== RECORDS TO PROCESS

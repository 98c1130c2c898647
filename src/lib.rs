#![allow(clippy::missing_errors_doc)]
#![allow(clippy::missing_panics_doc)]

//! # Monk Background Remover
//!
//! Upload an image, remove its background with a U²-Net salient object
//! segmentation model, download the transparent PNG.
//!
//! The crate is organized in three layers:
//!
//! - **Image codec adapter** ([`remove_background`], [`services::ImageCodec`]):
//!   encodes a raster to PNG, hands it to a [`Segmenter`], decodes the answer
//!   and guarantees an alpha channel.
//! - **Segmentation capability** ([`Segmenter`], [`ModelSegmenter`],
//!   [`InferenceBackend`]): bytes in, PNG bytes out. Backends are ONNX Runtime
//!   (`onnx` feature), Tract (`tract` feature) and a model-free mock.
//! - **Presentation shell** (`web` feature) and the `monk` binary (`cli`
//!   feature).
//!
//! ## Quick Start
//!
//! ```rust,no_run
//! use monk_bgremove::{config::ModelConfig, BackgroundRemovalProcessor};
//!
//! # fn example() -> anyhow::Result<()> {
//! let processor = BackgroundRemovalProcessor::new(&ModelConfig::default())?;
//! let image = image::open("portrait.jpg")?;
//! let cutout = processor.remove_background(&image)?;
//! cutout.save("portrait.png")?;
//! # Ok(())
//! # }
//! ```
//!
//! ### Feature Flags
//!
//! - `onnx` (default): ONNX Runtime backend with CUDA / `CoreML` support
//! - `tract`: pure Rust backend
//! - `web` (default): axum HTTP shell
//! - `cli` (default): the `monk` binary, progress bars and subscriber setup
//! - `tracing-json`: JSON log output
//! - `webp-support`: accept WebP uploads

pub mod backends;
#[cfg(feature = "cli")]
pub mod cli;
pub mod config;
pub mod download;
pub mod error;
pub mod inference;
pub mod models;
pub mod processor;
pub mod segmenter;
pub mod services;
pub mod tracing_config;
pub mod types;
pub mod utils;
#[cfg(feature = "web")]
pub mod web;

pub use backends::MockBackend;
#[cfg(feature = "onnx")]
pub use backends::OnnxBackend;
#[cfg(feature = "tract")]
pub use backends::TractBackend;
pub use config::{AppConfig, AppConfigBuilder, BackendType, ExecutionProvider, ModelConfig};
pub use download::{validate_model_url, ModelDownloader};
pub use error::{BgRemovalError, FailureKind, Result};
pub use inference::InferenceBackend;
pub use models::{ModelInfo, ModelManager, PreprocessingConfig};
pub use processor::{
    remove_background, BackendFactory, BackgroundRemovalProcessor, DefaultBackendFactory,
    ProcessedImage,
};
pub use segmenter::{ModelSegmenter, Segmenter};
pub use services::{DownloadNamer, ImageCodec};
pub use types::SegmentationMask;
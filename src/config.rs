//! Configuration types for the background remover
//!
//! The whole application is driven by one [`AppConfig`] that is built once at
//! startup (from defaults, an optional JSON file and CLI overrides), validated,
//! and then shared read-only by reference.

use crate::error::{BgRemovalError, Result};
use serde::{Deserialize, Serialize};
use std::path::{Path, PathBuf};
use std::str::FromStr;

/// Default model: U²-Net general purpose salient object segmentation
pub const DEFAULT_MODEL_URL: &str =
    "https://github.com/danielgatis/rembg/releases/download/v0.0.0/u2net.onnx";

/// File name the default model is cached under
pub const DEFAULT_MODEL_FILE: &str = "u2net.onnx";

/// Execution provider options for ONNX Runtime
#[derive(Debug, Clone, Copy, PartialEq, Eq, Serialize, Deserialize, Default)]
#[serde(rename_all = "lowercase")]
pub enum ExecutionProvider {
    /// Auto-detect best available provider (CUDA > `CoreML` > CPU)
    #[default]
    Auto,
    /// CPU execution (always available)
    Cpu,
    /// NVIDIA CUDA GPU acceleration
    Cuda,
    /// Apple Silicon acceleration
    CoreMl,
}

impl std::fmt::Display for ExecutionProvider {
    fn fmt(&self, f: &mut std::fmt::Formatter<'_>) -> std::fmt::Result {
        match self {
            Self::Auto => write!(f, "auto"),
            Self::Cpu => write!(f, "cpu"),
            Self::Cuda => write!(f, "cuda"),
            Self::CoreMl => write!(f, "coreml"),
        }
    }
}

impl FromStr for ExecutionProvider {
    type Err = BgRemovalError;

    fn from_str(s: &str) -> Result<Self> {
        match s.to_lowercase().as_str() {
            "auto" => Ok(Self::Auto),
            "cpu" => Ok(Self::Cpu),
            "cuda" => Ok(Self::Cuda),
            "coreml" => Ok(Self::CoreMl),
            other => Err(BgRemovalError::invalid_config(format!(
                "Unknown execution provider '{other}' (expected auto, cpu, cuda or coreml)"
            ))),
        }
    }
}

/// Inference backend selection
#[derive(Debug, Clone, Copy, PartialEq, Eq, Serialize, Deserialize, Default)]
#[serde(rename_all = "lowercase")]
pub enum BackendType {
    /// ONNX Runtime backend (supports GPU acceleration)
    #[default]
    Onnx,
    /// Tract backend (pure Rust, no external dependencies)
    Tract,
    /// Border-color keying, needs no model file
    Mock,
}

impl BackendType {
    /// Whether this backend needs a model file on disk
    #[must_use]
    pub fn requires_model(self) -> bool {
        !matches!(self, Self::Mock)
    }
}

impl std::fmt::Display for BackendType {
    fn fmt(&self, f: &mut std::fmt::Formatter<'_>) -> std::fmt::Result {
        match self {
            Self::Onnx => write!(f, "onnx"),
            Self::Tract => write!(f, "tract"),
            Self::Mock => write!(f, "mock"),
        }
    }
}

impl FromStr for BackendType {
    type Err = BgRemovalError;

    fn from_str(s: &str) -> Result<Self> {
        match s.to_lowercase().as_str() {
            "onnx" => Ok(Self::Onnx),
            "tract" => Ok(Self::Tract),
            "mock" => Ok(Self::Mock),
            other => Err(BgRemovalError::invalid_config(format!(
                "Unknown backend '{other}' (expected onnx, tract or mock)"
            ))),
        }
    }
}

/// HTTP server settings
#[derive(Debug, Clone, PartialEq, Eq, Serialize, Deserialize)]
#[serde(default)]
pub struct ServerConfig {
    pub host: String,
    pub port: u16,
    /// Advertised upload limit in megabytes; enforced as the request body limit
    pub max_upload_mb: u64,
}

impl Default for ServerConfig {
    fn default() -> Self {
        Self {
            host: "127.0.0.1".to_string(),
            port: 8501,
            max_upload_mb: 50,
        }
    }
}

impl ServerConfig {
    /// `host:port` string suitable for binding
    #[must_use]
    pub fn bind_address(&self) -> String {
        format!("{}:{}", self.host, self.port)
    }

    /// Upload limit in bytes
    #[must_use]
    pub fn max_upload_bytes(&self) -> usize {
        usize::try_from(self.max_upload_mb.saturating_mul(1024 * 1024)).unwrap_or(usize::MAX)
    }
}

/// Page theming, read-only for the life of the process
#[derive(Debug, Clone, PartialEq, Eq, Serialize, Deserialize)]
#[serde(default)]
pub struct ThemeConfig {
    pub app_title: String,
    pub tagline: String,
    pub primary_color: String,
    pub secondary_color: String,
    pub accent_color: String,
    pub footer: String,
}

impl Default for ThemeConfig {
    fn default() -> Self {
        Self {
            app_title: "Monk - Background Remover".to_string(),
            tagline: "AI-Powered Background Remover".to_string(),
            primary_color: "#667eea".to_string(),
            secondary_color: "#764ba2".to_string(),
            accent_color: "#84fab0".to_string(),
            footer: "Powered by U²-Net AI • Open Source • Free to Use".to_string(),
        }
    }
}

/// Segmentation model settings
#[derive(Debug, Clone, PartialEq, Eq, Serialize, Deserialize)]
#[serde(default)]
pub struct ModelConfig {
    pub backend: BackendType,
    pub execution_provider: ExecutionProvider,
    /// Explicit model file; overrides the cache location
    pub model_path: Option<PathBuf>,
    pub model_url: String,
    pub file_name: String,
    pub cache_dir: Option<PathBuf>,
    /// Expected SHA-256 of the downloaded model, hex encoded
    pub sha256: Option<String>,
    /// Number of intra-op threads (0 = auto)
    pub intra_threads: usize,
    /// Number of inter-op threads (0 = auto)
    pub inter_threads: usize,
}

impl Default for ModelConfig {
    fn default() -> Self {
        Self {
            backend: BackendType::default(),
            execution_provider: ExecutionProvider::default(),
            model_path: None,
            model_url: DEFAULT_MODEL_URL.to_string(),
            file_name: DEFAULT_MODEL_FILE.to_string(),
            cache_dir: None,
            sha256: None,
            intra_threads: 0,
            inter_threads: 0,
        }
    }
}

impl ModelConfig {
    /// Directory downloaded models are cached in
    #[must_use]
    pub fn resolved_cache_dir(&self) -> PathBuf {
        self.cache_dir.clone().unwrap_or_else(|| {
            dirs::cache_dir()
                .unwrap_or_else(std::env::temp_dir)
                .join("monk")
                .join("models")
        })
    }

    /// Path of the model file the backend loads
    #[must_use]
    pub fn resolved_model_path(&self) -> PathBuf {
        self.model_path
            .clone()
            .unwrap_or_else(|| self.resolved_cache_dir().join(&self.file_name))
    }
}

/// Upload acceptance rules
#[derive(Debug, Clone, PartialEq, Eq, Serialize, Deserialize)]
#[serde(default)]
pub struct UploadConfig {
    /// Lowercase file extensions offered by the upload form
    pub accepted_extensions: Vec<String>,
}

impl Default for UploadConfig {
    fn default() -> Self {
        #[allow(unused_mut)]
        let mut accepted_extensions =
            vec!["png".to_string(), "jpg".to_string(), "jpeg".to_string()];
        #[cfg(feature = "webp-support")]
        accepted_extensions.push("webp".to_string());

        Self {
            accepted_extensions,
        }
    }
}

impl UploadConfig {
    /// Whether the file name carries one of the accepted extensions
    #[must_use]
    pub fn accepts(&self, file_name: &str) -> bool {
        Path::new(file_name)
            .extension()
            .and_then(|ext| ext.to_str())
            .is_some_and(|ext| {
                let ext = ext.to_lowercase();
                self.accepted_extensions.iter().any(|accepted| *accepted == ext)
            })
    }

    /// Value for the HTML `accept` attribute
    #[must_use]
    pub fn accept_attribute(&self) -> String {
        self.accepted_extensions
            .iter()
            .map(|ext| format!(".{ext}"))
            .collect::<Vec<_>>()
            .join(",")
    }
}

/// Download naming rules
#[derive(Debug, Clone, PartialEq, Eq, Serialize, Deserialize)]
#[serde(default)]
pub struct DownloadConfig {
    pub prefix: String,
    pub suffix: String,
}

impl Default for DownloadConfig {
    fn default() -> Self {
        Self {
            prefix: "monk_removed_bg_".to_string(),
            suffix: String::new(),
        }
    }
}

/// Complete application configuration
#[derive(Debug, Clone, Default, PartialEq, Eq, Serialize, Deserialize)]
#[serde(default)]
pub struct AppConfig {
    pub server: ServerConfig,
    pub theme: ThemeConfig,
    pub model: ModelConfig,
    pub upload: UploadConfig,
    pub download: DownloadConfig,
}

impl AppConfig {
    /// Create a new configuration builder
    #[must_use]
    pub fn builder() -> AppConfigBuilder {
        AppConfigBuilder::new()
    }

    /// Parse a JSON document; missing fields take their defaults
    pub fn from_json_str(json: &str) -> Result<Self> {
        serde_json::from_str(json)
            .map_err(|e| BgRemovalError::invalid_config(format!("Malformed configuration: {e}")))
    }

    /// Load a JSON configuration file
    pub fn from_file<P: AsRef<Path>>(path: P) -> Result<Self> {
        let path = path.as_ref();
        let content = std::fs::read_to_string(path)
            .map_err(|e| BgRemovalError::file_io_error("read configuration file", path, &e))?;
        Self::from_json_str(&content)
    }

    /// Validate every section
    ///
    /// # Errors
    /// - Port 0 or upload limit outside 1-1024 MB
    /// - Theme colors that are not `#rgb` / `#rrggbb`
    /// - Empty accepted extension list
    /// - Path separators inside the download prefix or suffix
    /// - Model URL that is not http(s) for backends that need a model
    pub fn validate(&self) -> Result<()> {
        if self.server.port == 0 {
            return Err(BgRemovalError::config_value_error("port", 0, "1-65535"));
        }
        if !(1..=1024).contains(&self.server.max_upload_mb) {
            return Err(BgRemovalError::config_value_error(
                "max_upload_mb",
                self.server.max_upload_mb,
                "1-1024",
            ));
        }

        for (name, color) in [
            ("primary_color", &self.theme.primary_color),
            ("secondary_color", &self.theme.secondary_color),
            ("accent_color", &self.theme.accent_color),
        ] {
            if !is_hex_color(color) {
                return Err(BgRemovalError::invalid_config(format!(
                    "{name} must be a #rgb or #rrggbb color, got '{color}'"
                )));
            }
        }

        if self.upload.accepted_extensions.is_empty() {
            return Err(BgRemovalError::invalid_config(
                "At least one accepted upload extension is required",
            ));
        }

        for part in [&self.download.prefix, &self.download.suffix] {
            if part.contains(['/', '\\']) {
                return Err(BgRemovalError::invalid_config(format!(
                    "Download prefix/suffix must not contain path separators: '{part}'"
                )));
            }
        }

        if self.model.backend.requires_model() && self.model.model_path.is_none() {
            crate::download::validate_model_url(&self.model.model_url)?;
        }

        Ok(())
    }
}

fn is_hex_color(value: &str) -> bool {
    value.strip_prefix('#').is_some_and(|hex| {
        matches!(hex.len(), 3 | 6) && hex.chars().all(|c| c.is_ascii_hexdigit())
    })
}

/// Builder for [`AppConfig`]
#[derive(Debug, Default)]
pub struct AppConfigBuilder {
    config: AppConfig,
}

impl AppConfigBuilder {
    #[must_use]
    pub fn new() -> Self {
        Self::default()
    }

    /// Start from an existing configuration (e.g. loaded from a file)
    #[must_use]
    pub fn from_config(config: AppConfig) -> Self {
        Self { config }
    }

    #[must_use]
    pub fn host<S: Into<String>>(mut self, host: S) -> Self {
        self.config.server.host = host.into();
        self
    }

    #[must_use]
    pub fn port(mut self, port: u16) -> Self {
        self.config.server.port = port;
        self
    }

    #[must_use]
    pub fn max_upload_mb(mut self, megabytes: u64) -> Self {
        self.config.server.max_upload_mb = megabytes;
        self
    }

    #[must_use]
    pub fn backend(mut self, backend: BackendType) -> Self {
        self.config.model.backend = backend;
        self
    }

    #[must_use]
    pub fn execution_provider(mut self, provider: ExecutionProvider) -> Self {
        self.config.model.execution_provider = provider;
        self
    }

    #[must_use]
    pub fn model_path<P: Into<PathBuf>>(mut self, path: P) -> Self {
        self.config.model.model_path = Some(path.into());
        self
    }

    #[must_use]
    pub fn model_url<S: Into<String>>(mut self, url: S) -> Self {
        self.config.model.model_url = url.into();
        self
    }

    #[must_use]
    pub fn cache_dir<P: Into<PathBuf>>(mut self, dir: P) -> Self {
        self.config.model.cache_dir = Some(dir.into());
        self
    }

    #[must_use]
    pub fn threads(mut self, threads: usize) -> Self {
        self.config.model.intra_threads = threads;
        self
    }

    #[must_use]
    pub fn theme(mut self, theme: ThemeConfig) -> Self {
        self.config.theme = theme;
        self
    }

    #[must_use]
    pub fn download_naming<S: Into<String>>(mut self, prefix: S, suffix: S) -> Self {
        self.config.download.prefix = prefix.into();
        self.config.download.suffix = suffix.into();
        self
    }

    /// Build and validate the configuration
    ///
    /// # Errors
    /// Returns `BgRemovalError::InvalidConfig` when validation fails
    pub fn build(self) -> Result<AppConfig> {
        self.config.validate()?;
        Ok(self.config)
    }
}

====

**TASK TO COMPLETE:** Above are some lines. Repeat exactly, and only, those from the line that has "pub fn model_path<P: Into<PathBuf>>(mut" through the line that has "self.config.model.intra_threads = threads;".

**ANSWER SECTION:**
    pub fn model_path<P: Into<PathBuf>>(mut self, path: P) -> Self {
        self.config.model.model_path = Some(path.into());
        self
    }

    #[must_use]
    pub fn model_url<S: Into<String>>(mut self, url: S) -> Self {
        self.config.model.model_url = url.into();
        self
    }

    #[must_use]
    pub fn cache_dir<P: Into<PathBuf>>(mut self, dir: P) -> Self {
        self.config.model.cache_dir = Some(dir.into());
        self
    }

    #[must_use]
    pub fn threads(mut self, threads: usize) -> Self {
        self.config.model.intra_threads = threads;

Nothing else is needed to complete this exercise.